FLOGGING SENTENCES USED TO REPRESS FREE EXPRESSION
Amnesty International is renewing its call on the Iranian authorities to stop cruel, inhuman and degrading punishments such as flogging after a spate of such sentences in the country. The organization said it feared such punishment is being meted out to deter others from criticising the authorities, particularly in the run-up to parliamentary elections scheduled for March 2012.
Actress Marzieh Vafamehr has become the latest individual to face such a sentence, after she was sentenced on or around 8 October 2011 to a year in prison and 90 lashes in connection to her appearance in the film My Tehran for Sale, in which she appears in one scene without the mandatory head covering which women in Iran are required to wear and appears to drink alcohol in another, although her husband Nasser Taghvai has denied she had actually drunk any alcohol. The exact charge of which she was convicted is not known to Amnesty International.

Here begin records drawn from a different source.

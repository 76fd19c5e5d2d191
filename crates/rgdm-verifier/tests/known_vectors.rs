//! # Known-Answer Vectors
//!
//! Hashes and signatures produced outside this workspace by the web3.js
//! toolchain the issuer signs with (`JSON.stringify(canonicalize(..))`,
//! `web3.utils.keccak256`, `web3.eth.accounts.sign`). Anchored signatures
//! only keep verifying while these values are reproduced exactly.

use std::sync::Arc;

use rgdm_core::{eip191_hash, reduce_attributes, Address, Keccak256Digest, Presentation};
use rgdm_verifier::{
    payload_hash, recover_personal_signer, DynVerifier, InMemoryRegistry, PresentationVerifier,
    SignatureRegistry, VerificationMessage,
};
use serde_json::json;

/// Account from the web3.js `eth.accounts` documentation, private key
/// `0x4c0883a69102937d6231471b5dbb6204fe5129617082792ae468d01a3f362318`.
const WEB3_DOCS_ACCOUNT: &str = "0x2c7536E3605D9C16a7a3D7b1898e529396a65c23";

/// `web3.eth.accounts.sign("Some data", <docs key>).signature`.
const SOME_DATA_SIGNATURE: &str = "0xb91467e570a6466aa9e9876cbcd013baba02900b8979d43fe208a4a4f339f5fd6007e74cd82e037b800186422fc2da167c747ef045e5d18a5f5d4300f8e1a0291c";

const PARIS_SUBJECT: &str = "0xABC0000000000000000000000000000000000123";
const PARIS_PAYLOAD_HASH: &str =
    "0x6de46fee736fc7eb41bcad26238fc717f85a185a4159a6718b4d020b47005b36";
const PARIS_MESSAGE_HASH: &str =
    "0xa28859d399d7a38fea363f8a3dee62bf684ea49a9e0df3af6e3acec93427543e";
/// The docs account signing the Paris `jsonMessage`.
const PARIS_SIGNATURE: &str = "0xbb50e2d89a4ed70663d080659fe0ad4b9bc3e06c17a227433966cb59ceee020d0add1c1b3863e922082b1c1b7367b60fdcc78901e91e097524eecaf495c82e511b";

fn paris() -> Presentation {
    Presentation::from_value(json!({
        "credentialSubject": {
            "id": PARIS_SUBJECT,
            "issuerDomains": [{
                "data": {
                    "credentials": [{"name": "city", "value": "paris"}],
                    "payloadKeccak256CipherText": "0xdead"
                }
            }]
        }
    }))
    .unwrap()
}

#[test]
fn web3_hash_message_vectors() {
    assert_eq!(
        eip191_hash(b"Hello World").to_hex(),
        "0xa1de988600a42c4b4ab089b619297c17d53cffae5d5120d82d8a92d0bb3b78f2"
    );
    assert_eq!(
        eip191_hash(b"Some data").to_hex(),
        "0x1da44b586eb0729ff70a73c326926f6ed5a25f5b056e7f47fbc6e58d86871655"
    );
}

#[test]
fn web3_signature_recovers_documented_account() {
    let recovered = recover_personal_signer("Some data", SOME_DATA_SIGNATURE).unwrap();
    assert_eq!(recovered.to_checksum(), WEB3_DOCS_ACCOUNT);
}

#[test]
fn paris_hashes_match_issuer_toolchain() {
    let presentation = paris();
    let domain = presentation.first_domain().unwrap();
    let attributes = reduce_attributes(domain.attributes().unwrap());

    let payload = payload_hash(&attributes).unwrap();
    assert_eq!(payload, PARIS_PAYLOAD_HASH);

    let encoded = VerificationMessage::new(PARIS_SUBJECT, "0xdead", payload)
        .encode()
        .unwrap();
    assert_eq!(
        encoded.json_message,
        format!(
            r#""{{\"encPayloadHash\":\"0xdead\",\"payloadHash\":\"{PARIS_PAYLOAD_HASH}\",\"publicKey\":\"{PARIS_SUBJECT}\"}}""#
        )
    );
    assert_eq!(encoded.message_hash.to_hex(), PARIS_MESSAGE_HASH);

    let signer = recover_personal_signer(&encoded.json_message, PARIS_SIGNATURE).unwrap();
    assert_eq!(signer.to_checksum(), WEB3_DOCS_ACCOUNT);
}

#[tokio::test]
async fn paris_presentation_verifies_against_anchored_record() {
    let trusted = Address::parse(WEB3_DOCS_ACCOUNT).unwrap();
    let registry = InMemoryRegistry::new(trusted.clone());
    registry.anchor(
        Keccak256Digest::from_hex(PARIS_MESSAGE_HASH).unwrap(),
        PARIS_SIGNATURE,
    );
    let registry: Arc<dyn SignatureRegistry> = Arc::new(registry);
    let verifier: DynVerifier = PresentationVerifier::new(registry, trusted);

    assert!(verifier.verify(&paris()).await.unwrap());
}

The consumption of alcohol is a criminal offence in Iran, punishable by 80 lashes for a first offence. Article 640 of the Penal Code also provides for between three to 12 months’ imprisonment and up to 74 lashes for “anyone who exhibits or puts for public viewing ….films … which offends public decency or morals”. Amnesty International considers the imposition of mandatory dress codes, such as that in Iran, to be a violation of the internationally recognized rights to freedom of expression and belief. Her lawyer is reported to have appealed against her conviction and sentence. Marzieh Vafamehr, believed to have been arrested in late June 2011, is held in Gharchak (or Qarchak) Prison in Varamin, where conditions are harsh. If Marzieh Vafamehr is held solely on account of the peaceful exercise of her right to freedom of expression, she should be released immediately and unconditionally.
In September 2011, Somayeh Tohidlou, a well known blogger and opposition activist was flogged 50 times for “insulting” the country’s President. Afterwards, she recounted on her blog how she was taken to Tehran’s Evin Prison on 14 September 2011 and chained hand and foot before being lashed 50 times.
Somayeh Tohidlou confirmed that while the lashing was largely “symbolic” and did not cause extreme pain, it was deeply embarrassing. In a message to those who carried out the punishment she said “Be happy, because if you wanted to humiliate me, my entire body is burning with humiliation”.
More recently, student activist Peyman Aref was flogged 74 times on the day of his release for “insulting the president” after serving a one year prison sentence for his peaceful political activities. He said that the flogging had been carried in a harsher manner than that prescribed by law. Under the law, flogging sentences should be carried out more or less harshly, depending on the offence.
A picture of the wounds to his back can be viewed on the website Human Rights House of Iran.1He left prison supported by friends, as his injuries left him unable to walk unaided.
“I could not hold my back straight from the pain of being flogged. My heart condition is not good. On the advice of the doctors I took a shower but the pain and burning sensation is severe,” he told the opposition website Jaras. "I just sent an open letter to the president to describe the catastrophic situation of universities. It did not bear any insults against him. I only said that I would never greet him," he added.
Treating “insults” to officials as a criminal offence breaches international law and standards on freedom of expression, which permit only such restrictions as are demonstrably necessary and proportionate for the protection of certain public interests or the rights or reputations of others. It is well established in international human rights law that public officials should tolerate more, rather than less, criticism than private individuals.
The Iranian courts impose flogging sentences for a wide range of offences, including sexual offences, drug-related offences, drinking alcohol, theft, and some relating to freedom of expression and assembly, such as “insulting others” or “disturbing public order”. Most flogging sentences are imposed on men and are in some cases commuted to cash fines.
Another cruel punishment, amputation, is also provided as punishment for certain cases of theft; cross amputation, where a hand and opposite foot is cut off is one of four possible punishments for the offences of “enmity against God” and “corruption on earth”. Amnesty International recorded at least 12 cases of amputation for theft in 2010, with a further case of cross-amputation.
As judicial punishments, flogging and amputation both violate the international prohibition on torture and other cruel, inhuman and degrading treatment. According to Article 7 of the International Covenant of Civil and Political Rights (ICCPR), which Iran is a state party, “no one shall be subjected to torture or to cruel, inhuman or degrading treatment or punishment”.
Iran’s report on the implementation of the ICCRP will be considered by the UN Human Rights Committee on 17-18 October 2011 and the authorities will have to answer for their continued resort to a punishment which is banned in international law.